EXERCISE DETAILS | Scan the entries for the word "closest", and copy every line where it appears.

EXTRACTED MATERIAL |
=-=-=
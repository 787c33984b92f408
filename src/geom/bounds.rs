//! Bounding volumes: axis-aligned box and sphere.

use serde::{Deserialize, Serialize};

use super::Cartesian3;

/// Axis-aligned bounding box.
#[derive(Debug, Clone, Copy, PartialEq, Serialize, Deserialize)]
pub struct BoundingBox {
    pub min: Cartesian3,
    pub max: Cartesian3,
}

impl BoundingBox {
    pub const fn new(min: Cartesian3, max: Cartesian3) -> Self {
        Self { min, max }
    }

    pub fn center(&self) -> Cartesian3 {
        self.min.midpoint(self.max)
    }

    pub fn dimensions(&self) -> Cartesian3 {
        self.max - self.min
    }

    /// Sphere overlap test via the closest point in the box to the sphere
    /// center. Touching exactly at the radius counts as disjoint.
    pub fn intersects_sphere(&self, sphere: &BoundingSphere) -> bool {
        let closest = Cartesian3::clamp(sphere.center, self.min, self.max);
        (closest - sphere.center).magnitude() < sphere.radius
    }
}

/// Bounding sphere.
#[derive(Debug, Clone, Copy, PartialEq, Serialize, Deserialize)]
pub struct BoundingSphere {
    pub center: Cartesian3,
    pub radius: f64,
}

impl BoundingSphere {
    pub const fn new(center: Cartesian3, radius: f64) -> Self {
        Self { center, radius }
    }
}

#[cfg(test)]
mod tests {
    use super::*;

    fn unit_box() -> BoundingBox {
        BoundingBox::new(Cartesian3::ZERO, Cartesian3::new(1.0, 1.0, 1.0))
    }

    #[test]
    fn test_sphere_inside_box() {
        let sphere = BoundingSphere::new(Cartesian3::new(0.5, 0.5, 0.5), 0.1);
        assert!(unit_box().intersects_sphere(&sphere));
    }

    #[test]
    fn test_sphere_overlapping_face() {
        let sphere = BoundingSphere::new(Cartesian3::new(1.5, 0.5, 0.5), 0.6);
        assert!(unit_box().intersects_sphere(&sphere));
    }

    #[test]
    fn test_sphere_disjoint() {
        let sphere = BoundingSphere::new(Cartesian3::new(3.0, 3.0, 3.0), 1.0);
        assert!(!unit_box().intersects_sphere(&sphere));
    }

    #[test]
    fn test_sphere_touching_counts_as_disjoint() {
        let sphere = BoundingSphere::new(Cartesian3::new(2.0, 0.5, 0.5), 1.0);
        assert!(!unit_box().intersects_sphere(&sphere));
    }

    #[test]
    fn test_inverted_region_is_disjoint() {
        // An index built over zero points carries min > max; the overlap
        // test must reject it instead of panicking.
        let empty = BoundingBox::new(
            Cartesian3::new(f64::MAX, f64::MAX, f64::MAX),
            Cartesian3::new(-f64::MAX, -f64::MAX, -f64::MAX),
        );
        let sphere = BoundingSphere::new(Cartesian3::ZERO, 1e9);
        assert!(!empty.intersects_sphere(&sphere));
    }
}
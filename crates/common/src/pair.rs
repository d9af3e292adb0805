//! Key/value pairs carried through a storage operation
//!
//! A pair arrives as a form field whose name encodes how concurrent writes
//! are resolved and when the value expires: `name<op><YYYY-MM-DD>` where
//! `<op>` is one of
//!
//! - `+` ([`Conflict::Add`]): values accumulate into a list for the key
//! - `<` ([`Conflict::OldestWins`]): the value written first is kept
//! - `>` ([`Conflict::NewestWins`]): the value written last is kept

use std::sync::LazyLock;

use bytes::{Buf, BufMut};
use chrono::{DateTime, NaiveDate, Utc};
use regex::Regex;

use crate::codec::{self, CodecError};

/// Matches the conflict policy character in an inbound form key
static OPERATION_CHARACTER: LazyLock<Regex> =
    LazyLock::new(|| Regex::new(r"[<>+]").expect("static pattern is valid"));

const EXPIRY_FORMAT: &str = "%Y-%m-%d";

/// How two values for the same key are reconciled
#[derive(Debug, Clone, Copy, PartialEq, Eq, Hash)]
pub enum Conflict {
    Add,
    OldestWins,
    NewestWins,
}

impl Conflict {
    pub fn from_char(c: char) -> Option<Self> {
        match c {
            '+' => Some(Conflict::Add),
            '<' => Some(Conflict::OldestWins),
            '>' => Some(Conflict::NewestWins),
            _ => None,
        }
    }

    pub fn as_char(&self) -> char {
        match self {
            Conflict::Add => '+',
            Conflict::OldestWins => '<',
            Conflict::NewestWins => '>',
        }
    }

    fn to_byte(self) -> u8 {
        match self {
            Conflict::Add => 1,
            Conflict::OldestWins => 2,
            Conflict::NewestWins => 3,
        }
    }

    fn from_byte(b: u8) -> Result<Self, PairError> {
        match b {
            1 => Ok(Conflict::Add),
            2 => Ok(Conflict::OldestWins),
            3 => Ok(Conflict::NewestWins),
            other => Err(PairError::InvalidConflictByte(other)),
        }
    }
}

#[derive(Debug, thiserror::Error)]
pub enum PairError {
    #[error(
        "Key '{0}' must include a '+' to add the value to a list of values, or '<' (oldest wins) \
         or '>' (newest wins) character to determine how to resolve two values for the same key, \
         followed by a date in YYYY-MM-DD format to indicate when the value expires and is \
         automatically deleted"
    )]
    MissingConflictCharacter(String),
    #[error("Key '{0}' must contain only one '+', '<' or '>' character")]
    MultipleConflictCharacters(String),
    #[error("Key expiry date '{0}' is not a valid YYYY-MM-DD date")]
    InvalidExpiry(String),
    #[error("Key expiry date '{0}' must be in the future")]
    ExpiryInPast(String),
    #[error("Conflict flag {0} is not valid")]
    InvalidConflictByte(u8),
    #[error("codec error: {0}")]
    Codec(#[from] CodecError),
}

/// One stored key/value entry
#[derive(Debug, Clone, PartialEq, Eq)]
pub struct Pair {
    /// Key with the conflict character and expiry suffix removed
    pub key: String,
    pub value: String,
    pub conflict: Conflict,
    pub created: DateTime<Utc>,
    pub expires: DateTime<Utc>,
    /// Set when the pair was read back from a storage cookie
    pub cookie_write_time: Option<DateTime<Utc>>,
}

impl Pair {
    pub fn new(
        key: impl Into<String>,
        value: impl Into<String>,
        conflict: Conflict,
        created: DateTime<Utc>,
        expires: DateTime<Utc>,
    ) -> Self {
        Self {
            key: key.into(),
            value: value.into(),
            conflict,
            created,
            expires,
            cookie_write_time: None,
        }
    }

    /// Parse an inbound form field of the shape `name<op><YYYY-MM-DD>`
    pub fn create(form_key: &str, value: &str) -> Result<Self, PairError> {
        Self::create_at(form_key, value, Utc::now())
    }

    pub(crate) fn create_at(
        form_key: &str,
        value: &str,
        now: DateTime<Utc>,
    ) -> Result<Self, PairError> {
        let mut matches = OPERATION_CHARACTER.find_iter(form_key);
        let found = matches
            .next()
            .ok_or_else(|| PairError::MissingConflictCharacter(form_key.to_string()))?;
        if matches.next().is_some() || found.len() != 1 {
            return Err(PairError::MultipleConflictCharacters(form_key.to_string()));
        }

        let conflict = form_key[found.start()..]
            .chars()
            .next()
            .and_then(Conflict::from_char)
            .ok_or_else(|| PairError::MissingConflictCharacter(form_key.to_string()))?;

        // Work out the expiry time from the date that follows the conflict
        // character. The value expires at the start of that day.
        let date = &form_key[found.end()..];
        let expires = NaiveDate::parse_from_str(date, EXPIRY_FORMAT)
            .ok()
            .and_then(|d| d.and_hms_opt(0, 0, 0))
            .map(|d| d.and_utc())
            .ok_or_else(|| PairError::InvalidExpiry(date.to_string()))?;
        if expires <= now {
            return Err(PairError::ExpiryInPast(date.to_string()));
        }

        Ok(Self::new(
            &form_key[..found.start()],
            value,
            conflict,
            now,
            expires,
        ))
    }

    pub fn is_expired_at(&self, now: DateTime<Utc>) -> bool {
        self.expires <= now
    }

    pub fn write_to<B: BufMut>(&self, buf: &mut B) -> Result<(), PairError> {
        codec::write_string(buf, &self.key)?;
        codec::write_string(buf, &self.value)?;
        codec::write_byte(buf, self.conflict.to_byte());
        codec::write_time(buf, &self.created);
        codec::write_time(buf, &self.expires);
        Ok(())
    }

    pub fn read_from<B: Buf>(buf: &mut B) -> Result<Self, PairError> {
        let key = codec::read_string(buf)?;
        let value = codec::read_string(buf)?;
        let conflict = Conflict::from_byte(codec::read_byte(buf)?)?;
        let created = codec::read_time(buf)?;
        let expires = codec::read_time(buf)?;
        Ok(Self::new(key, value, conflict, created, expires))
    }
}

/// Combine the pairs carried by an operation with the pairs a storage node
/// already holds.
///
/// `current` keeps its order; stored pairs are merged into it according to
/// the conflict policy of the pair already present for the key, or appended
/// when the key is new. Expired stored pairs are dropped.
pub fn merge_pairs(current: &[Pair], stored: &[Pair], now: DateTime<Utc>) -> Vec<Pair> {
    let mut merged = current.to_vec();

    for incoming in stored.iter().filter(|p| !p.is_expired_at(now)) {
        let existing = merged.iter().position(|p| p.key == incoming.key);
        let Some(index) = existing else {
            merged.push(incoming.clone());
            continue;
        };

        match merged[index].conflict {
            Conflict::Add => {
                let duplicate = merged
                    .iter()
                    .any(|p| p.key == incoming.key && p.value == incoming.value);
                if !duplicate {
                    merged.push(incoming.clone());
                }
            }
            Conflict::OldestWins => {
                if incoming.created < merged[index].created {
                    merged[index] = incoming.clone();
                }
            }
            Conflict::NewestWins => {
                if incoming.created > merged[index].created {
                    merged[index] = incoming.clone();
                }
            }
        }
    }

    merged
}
=-=-=
TASK RESULT |
    /// Sphere overlap test via the closest point in the box to the sphere
        let closest = Cartesian3::clamp(sphere.center, self.min, self.max);
        (closest - sphere.center).magnitude() < sphere.radius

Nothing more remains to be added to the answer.